Saturday, March 26, 2016

Does poetry transcend its alphabet?

The text below is a spontaneous response to the above question, posed---and replied to by the All Ireland Poetry Slam account---on her Facebook, by Carrie Etter, an Illinois, Normal poet, and English professor at Bath University.


The very first subject introduced to a Foclo, the first grade of trainee Fili poet in the old Gaelic literary order that turned out forty generations of poets from 5-17C; was the Ogham alphabet, and the very specific tho highly convoluted tale of how it came to be invented by its creator, Fénius Farsaid. 

We learn the tale in the Medieval poet-training manual, Auraicept na n-Éces, Scholars Primer, a 12C compilation of four books: 

... unique among medieval grammatical works in that it represents the earliest vernacular tradition in Europe. Its earliest ('canonical') parts date as far back as the 7th century. In its present form, it contains much ancient material relating to the Latin and Ogham alphabets, the nature of Old Irish and Latin gender, comparison, and declension.

The first of them, The Book of Fénius Farsaid, tells the foundation myth of the Irish language, and goes into great detail about Ogham.

His and the other Auraicept na n-Éces texts were decanted from the Book of Lecan, Book of Ballymote, and the text of the Trefhocul from the Book of Leinster, into English in 1917 by George Calder, under the title The Scholars Primer.'

Calder labelled it Handbook of the Learned, but a more literal translation of Auraicept na n-Éces - I was told by a senior Irish speaker at a Poetry Ireland / Éigse Éireann event in Dublin -
would be something along the lines of 'the system/working methods of poetry/knowledge'.

The word Éces being one of the most ancient Gaelic words for Knowledge/Poetry.

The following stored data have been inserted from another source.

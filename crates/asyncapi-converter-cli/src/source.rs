//! Where the document to convert comes from.

use std::fmt;
use std::path::{Path, PathBuf};

use reqwest::Url;

use crate::error::CliError;

/// Location of the input document.
#[derive(Debug, Clone, PartialEq, Eq)]
pub enum Source {
    /// Local file.
    Path(PathBuf),
    /// Remote `http(s)` document.
    Url(Url),
}

impl Source {
    /// Classify a command-line argument.
    ///
    /// Anything that parses as a URL with both a scheme and a host is remote;
    /// everything else is a local path.
    pub fn parse(arg: &str) -> Self {
        match Url::parse(arg) {
            Ok(url) if url.host_str().is_some_and(|host| !host.is_empty()) => Self::Url(url),
            _ => Self::Path(PathBuf::from(arg)),
        }
    }

    /// Read the raw document bytes.
    pub fn read(&self) -> Result<Vec<u8>, CliError> {
        match self {
            Self::Path(path) => read_file(path),
            Self::Url(url) => fetch(url),
        }
    }
}

impl fmt::Display for Source {
    fn fmt(&self, f: &mut fmt::Formatter<'_>) -> fmt::Result {
        match self {
            Self::Path(path) => write!(f, "{}", path.display()),
            Self::Url(url) => write!(f, "{}", url),
        }
    }
}

fn read_file(path: &Path) -> Result<Vec<u8>, CliError> {
    if !path.exists() {
        return Err(CliError::FileDoesNotExist(path.display().to_string()));
    }
    Ok(std::fs::read(path)?)
}

fn fetch(url: &Url) -> Result<Vec<u8>, CliError> {
    let fetch_error = |e: reqwest::Error| CliError::Fetch {
        url: url.to_string(),
        reason: e.to_string(),
    };

    let response = reqwest::blocking::get(url.clone())
        .and_then(|response| response.error_for_status())
        .map_err(fetch_error)?;
    let body = response.bytes().map_err(fetch_error)?;
    Ok(body.to_vec())
}
use serde_json::Value;

use super::ConvertOptions;
use crate::document::{expect_object_mut, rename_key, Document, Object};
use crate::error::ConvertError;

/// Key of the server at `index` once the list becomes a mapping.
fn server_key(index: usize) -> String {
    if index == 0 {
        "default".to_string()
    } else {
        format!("server{}", index)
    }
}

/// Turn the legacy `servers` list into a keyed mapping.
///
/// `scheme`/`schemeVersion` become `protocol`/`protocolVersion` and the root
/// `security` requirement is copied into every server. A missing or
/// non-sequence `servers` field is left untouched.
pub(super) fn remap_servers(
    doc: &mut Document,
    _options: &ConvertOptions,
) -> Result<(), ConvertError> {
    let security = doc.get("security").cloned();

    let Some(Value::Array(servers)) = doc.get_mut("servers") else {
        return Ok(());
    };

    for server in servers.iter_mut() {
        let server = expect_object_mut(server, "server")?;
        rename_key(server, "scheme", "protocol");
        rename_key(server, "schemeVersion", "protocolVersion");
        if let Some(security) = &security {
            server.insert("security".to_string(), security.clone());
        }
    }

    let mapped: Object = std::mem::take(servers)
        .into_iter()
        .enumerate()
        .map(|(index, server)| (server_key(index), server))
        .collect();

    tracing::debug!(count = mapped.len(), "servers remapped");
    doc.insert("servers", Value::Object(mapped));
    Ok(())
}

#[cfg(test)]
mod tests {
    use super::*;
    use serde_json::json;

    fn remap(value: Value) -> Result<Value, ConvertError> {
        let mut doc = Document::from_value(value)?;
        remap_servers(&mut doc, &ConvertOptions::default())?;
        Ok(doc.into_value())
    }

    #[test]
    fn list_becomes_mapping() {
        let out = remap(json!({
            "servers": [
                {"scheme": "mqtt", "schemeVersion": "3"},
                {"scheme": "http"}
            ]
        }))
        .unwrap();

        assert_eq!(
            out["servers"],
            json!({
                "default": {"protocol": "mqtt", "protocolVersion": "3"},
                "server1": {"protocol": "http"}
            })
        );
    }

    #[test]
    fn later_servers_are_numbered_from_one() {
        let out = remap(json!({
            "servers": [{"scheme": "a"}, {"scheme": "b"}, {"scheme": "c"}]
        }))
        .unwrap();

        let servers = out["servers"].as_object().unwrap();
        let mut keys: Vec<&str> = servers.keys().map(String::as_str).collect();
        keys.sort_unstable();
        assert_eq!(keys, ["default", "server1", "server2"]);
        assert_eq!(servers["server2"]["protocol"], "c");
    }

    #[test]
    fn root_security_is_copied() {
        let out = remap(json!({
            "security": [{"userPassword": []}],
            "servers": [{"url": "broker", "scheme": "amqp"}]
        }))
        .unwrap();

        assert_eq!(out["servers"]["default"]["security"], json!([{"userPassword": []}]));
        // Pruning the root field happens in a later step.
        assert!(out.get("security").is_some());
    }

    #[test]
    fn absent_or_non_list_servers_are_untouched() {
        let out = remap(json!({"info": {}})).unwrap();
        assert!(out.get("servers").is_none());

        let out = remap(json!({"servers": {"default": {"protocol": "ws"}}})).unwrap();
        assert_eq!(out["servers"], json!({"default": {"protocol": "ws"}}));
    }

    #[test]
    fn non_mapping_entry_fails() {
        let err = remap(json!({"servers": [{"scheme": "mqtt"}, "broker:1883"]})).unwrap_err();
        assert!(matches!(err, ConvertError::InvalidProperty(ctx) if ctx == "server"));
    }

    #[test]
    fn empty_list_becomes_empty_mapping() {
        let out = remap(json!({"servers": []})).unwrap();
        assert_eq!(out["servers"], json!({}));
    }
}
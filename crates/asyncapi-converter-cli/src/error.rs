use asyncapi_converter::ConvertError;
use thiserror::Error;

/// Errors surfaced by the command-line tool.
#[derive(Debug, Error)]
pub enum CliError {
    /// The source path does not exist.
    #[error("file does not exist: {0}")]
    FileDoesNotExist(String),

    /// The source URL could not be fetched.
    #[error("failed to fetch {url}: {reason}")]
    Fetch { url: String, reason: String },

    /// I/O error reading the source or writing the output.
    #[error("I/O error: {0}")]
    Io(#[from] std::io::Error),

    /// The conversion itself failed.
    #[error(transparent)]
    Convert(#[from] ConvertError),
}

impl CliError {
    /// Whether the document was already in the target version.
    pub fn is_up_to_date(&self) -> bool {
        matches!(self, Self::Convert(e) if e.is_up_to_date())
    }
}
//! MCP server implementation.
//!
//! Wraps a `ToolRegistry` and exposes its tools over the MCP protocol.
//! `initialize`, `ping` and `tools/list` are answered inline; every
//! `tools/call` runs in its own task and its response comes back through a
//! channel to the loop that owns the transport, so responses can leave out
//! of request order.

use std::sync::Arc;
use std::time::Instant;

use serde::Serialize;
use serde_json::{json, Value};
use tokio::sync::mpsc;
use tokio::task::JoinError;

use semdoc_tool_runtime::{Tool, ToolContext, ToolRegistry};

use crate::error::McpError;
use crate::transport::McpTransport;
use crate::types::*;

/// Finished tool calls waiting to be written out.
const RESPONSE_QUEUE: usize = 64;

/// MCP server that bridges a `ToolRegistry` to MCP clients.
pub struct McpServer {
    registry: Arc<ToolRegistry>,
    context: Arc<ToolContext>,
    server_name: String,
    server_version: String,
    initialized: bool,
}

/// A validated `tools/call` ready to execute.
struct PreparedCall {
    id: RpcId,
    tool: Arc<dyn Tool>,
    arguments: Value,
}

impl McpServer {
    /// Create a new MCP server over the given tools and their services.
    pub fn new(registry: ToolRegistry, context: ToolContext) -> Self {
        Self {
            registry: Arc::new(registry),
            context: Arc::new(context),
            server_name: "semdoc-mcp".to_string(),
            server_version: env!("CARGO_PKG_VERSION").to_string(),
            initialized: false,
        }
    }

    /// Set the server name.
    pub fn with_name(mut self, name: impl Into<String>) -> Self {
        self.server_name = name.into();
        self
    }

    /// Whether a client has completed `initialize`.
    pub fn is_initialized(&self) -> bool {
        self.initialized
    }

    /// Run the server loop, reading from and writing to the transport.
    ///
    /// Processes JSON-RPC requests until the transport is closed, then waits
    /// for in-flight tool calls and writes whatever responses still can be.
    pub async fn run<T: McpTransport>(&mut self, transport: &mut T) -> Result<(), McpError> {
        tracing::info!(server = %self.server_name, tools = self.registry.len(), "MCP server starting");

        let (tx, mut rx) = mpsc::channel::<JsonRpcResponse>(RESPONSE_QUEUE);

        loop {
            tokio::select! {
                Some(response) = rx.recv() => {
                    send_response(transport, &response).await?;
                }
                line = transport.receive() => {
                    let Some(line) = line? else {
                        tracing::info!("Transport closed, shutting down");
                        break;
                    };
                    if let Some(response) = self.handle_line(&line, &tx).await {
                        send_response(transport, &response).await?;
                    }
                }
            }
        }

        drop(tx);
        while let Some(response) = rx.recv().await {
            if let Err(e) = send_response(transport, &response).await {
                tracing::debug!(error = %e, "Dropping response after transport closed");
            }
        }

        Ok(())
    }

    /// Parse one incoming line. Returns the response to write inline, if any;
    /// tool calls are spawned and answer through `tx`.
    async fn handle_line(
        &mut self,
        line: &str,
        tx: &mpsc::Sender<JsonRpcResponse>,
    ) -> Option<JsonRpcResponse> {
        tracing::debug!(message = %line, "Received message");

        // Distinguish requests (have "id") from notifications (no "id")
        // by parsing as generic Value first.
        let raw: Value = match serde_json::from_str(line) {
            Ok(v) => v,
            Err(e) => {
                tracing::warn!(error = %e, "Failed to parse JSON");
                return Some(protocol_error(RpcId::Number(0), McpError::JsonParse(e)));
            }
        };

        if raw.get("id").is_none() {
            match serde_json::from_value::<JsonRpcNotification>(raw) {
                Ok(notif) => self.handle_notification(&notif),
                Err(e) => tracing::debug!(error = %e, "Ignoring malformed notification"),
            }
            return None;
        }

        let request: JsonRpcRequest = match serde_json::from_value(raw) {
            Ok(req) => req,
            Err(e) => {
                tracing::warn!(error = %e, "Failed to parse JSON-RPC request");
                return Some(protocol_error(
                    RpcId::Number(0),
                    McpError::InvalidRequest(e.to_string()),
                ));
            }
        };

        if request.method != "tools/call" {
            return Some(self.handle_request(&request).await);
        }

        match self.prepare_call(&request) {
            Ok(call) => {
                let tx = tx.clone();
                let context = self.context.clone();
                tokio::spawn(async move {
                    let response = execute_call(call, context).await;
                    // Only fails once the loop has stopped listening.
                    let _ = tx.send(response).await;
                });
                None
            }
            Err(response) => Some(response),
        }
    }

    /// Handle a single JSON-RPC request and produce a response.
    ///
    /// `tools/call` is executed inline here; the `run` loop spawns it instead.
    pub async fn handle_request(&mut self, request: &JsonRpcRequest) -> JsonRpcResponse {
        let id = request.id.clone();

        match request.method.as_str() {
            "initialize" => self.handle_initialize(id, &request.params),
            "ping" => JsonRpcResponse::success(id, json!({})),
            "tools/list" => self.handle_list_tools(id),
            "tools/call" => match self.prepare_call(request) {
                Ok(call) => execute_call(call, self.context.clone()).await,
                Err(response) => response,
            },
            method => {
                tracing::warn!(method = %method, "Unknown method");
                protocol_error(id, McpError::MethodNotFound(method.to_string()))
            }
        }
    }

    fn handle_notification(&mut self, notif: &JsonRpcNotification) {
        match notif.method.as_str() {
            "notifications/initialized" => {
                tracing::info!("Client confirmed initialization");
            }
            "notifications/cancelled" => {
                tracing::debug!("Client cancelled a request");
            }
            method => {
                tracing::debug!(method = %method, "Unknown notification, ignoring");
            }
        }
    }

    fn handle_initialize(&mut self, id: RpcId, params: &Option<Value>) -> JsonRpcResponse {
        match params
            .clone()
            .map(serde_json::from_value::<InitializeParams>)
        {
            Some(Ok(p)) => tracing::info!(
                client = %p.client_info.name,
                client_version = ?p.client_info.version,
                protocol = %p.protocol_version,
                "Handling initialize"
            ),
            _ => tracing::info!("Handling initialize"),
        }
        self.initialized = true;

        let result = InitializeResult {
            protocol_version: PROTOCOL_VERSION.to_string(),
            capabilities: ServerCapabilities {
                tools: Some(ToolsCapability { list_changed: false }),
            },
            server_info: ServerInfo {
                name: self.server_name.clone(),
                version: Some(self.server_version.clone()),
            },
        };

        success(id, result)
    }

    fn handle_list_tools(&self, id: RpcId) -> JsonRpcResponse {
        tracing::debug!("Handling tools/list");

        let tools: Vec<ToolInfo> = self.registry.list().into_iter().map(ToolInfo::from).collect();
        success(id, ListToolsResult { tools })
    }

    /// Validate `tools/call` params and look the tool up.
    fn prepare_call(&self, request: &JsonRpcRequest) -> Result<PreparedCall, JsonRpcResponse> {
        let id = request.id.clone();

        let Some(params) = &request.params else {
            return Err(protocol_error(id, McpError::InvalidParams("missing params".to_string())));
        };

        let call_params: CallToolParams = serde_json::from_value(params.clone())
            .map_err(|e| protocol_error(id.clone(), McpError::InvalidParams(e.to_string())))?;

        let Some(tool) = self.registry.get(&call_params.name) else {
            tracing::warn!(tool = %call_params.name, "Unknown tool");
            return Err(protocol_error(id, McpError::ToolNotFound(call_params.name)));
        };

        Ok(PreparedCall {
            id,
            tool,
            arguments: call_params.arguments,
        })
    }
}

/// Run a tool to completion and wrap its outcome as a `tools/call` response.
///
/// The tool runs in a task of its own so a panic is caught as a `JoinError`
/// and reported as an error result.
async fn execute_call(call: PreparedCall, context: Arc<ToolContext>) -> JsonRpcResponse {
    let PreparedCall { id, tool, arguments } = call;
    let name = tool.definition().name;
    let started = Instant::now();

    tracing::debug!(tool = %name, "Handling tools/call");

    let outcome = tokio::spawn(async move { tool.execute(arguments, &context).await }).await;

    let result = match outcome {
        Ok(Ok(tool_result)) => CallToolResult::from(tool_result),
        Ok(Err(e)) => {
            tracing::warn!(tool = %name, error = %e, "Tool call failed");
            CallToolResult::error(e.to_string())
        }
        Err(e) => {
            let reason = panic_reason(e);
            tracing::error!(tool = %name, reason = %reason, "Tool task panicked");
            CallToolResult::error(format!("Tool '{name}' failed unexpectedly: {reason}"))
        }
    };

    tracing::info!(
        tool = %name,
        is_error = result.is_error,
        elapsed_ms = started.elapsed().as_millis() as u64,
        "Tool call finished"
    );

    success(id, result)
}

fn panic_reason(err: JoinError) -> String {
    if !err.is_panic() {
        return err.to_string();
    }
    let payload = err.into_panic();
    if let Some(s) = payload.downcast_ref::<&str>() {
        s.to_string()
    } else if let Some(s) = payload.downcast_ref::<String>() {
        s.clone()
    } else {
        "unknown panic".to_string()
    }
}

fn success(id: RpcId, result: impl Serialize) -> JsonRpcResponse {
    match serde_json::to_value(result) {
        Ok(val) => JsonRpcResponse::success(id, val),
        Err(e) => protocol_error(id, McpError::JsonParse(e)),
    }
}

fn protocol_error(id: RpcId, err: McpError) -> JsonRpcResponse {
    let rpc = err.to_rpc_error();
    JsonRpcResponse::error(id, rpc.code, rpc.message)
}

async fn send_response<T: McpTransport>(
    transport: &mut T,
    response: &JsonRpcResponse,
) -> Result<(), McpError> {
    let json = serde_json::to_string(response)?;
    tracing::debug!(response = %json, "Sending response");
    transport.send(&json).await
}

#[cfg(test)]
mod tests;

Root of the name of Finn Eces/Finnegas ('bright knowledge') , the druid who taught a young Fionn mac Cumhaill.

Forty generations of Gaelic poets began their seven-grade trek to becoming an Ollamh 'poetry professor' ---and contender for the Ollamh Érenn 'poetry professor of Ireland' top spot occupied by such learned (and forgotten) figures as Gofraidh Fionn Ó Dálaigh, poet to Maurice FitzGerald, 1st Earl of Desmond--- learning that Fenius created the Gaelic language on the plain of Shinar in Babylon (modern day Iraq), three decades after Babel's collapse, when the 72 dialects of humanity's shared languages were scattered, until being retrieved by seventy-two (named) scholars, under the co-ordination of Fenius, who spent a decade retrieving them.

From which he then created, experimentally deciphered or back-engineered Hebrew, Greek, Latin, and, finally, perfected all language into the Ogham form, and the earliest recorded alphabet that the Gaelic language and its subsequent 1200 year literate Fili tradition found itself on.

We are told by the 7C author of the Book of Fenius in the Auraicept na n-Éces, that the seventy-two named scholars who'd done the donkey work collecting the scattered languages from which he created Hebrew, Greek and Latin, asked that Fenius, 'select for them out of the many languages, a language that no-one else should have but which might belong to them alone. Wherefore on that account was invented for them the (Gaelic) Selected Language (bérla tóbaide) with its (five) superadditions.'

1 - Bearla na Feine, the language or dialect of fenechas law. A high level language of the educated that the system of entirely civil law was preserved in and used by Brehon lawyers and Filidh poets for official business like law, ritual and ceremony. Also the language in which Auraicept na n-Éces is written, as well as Táin Bó Cúailnge.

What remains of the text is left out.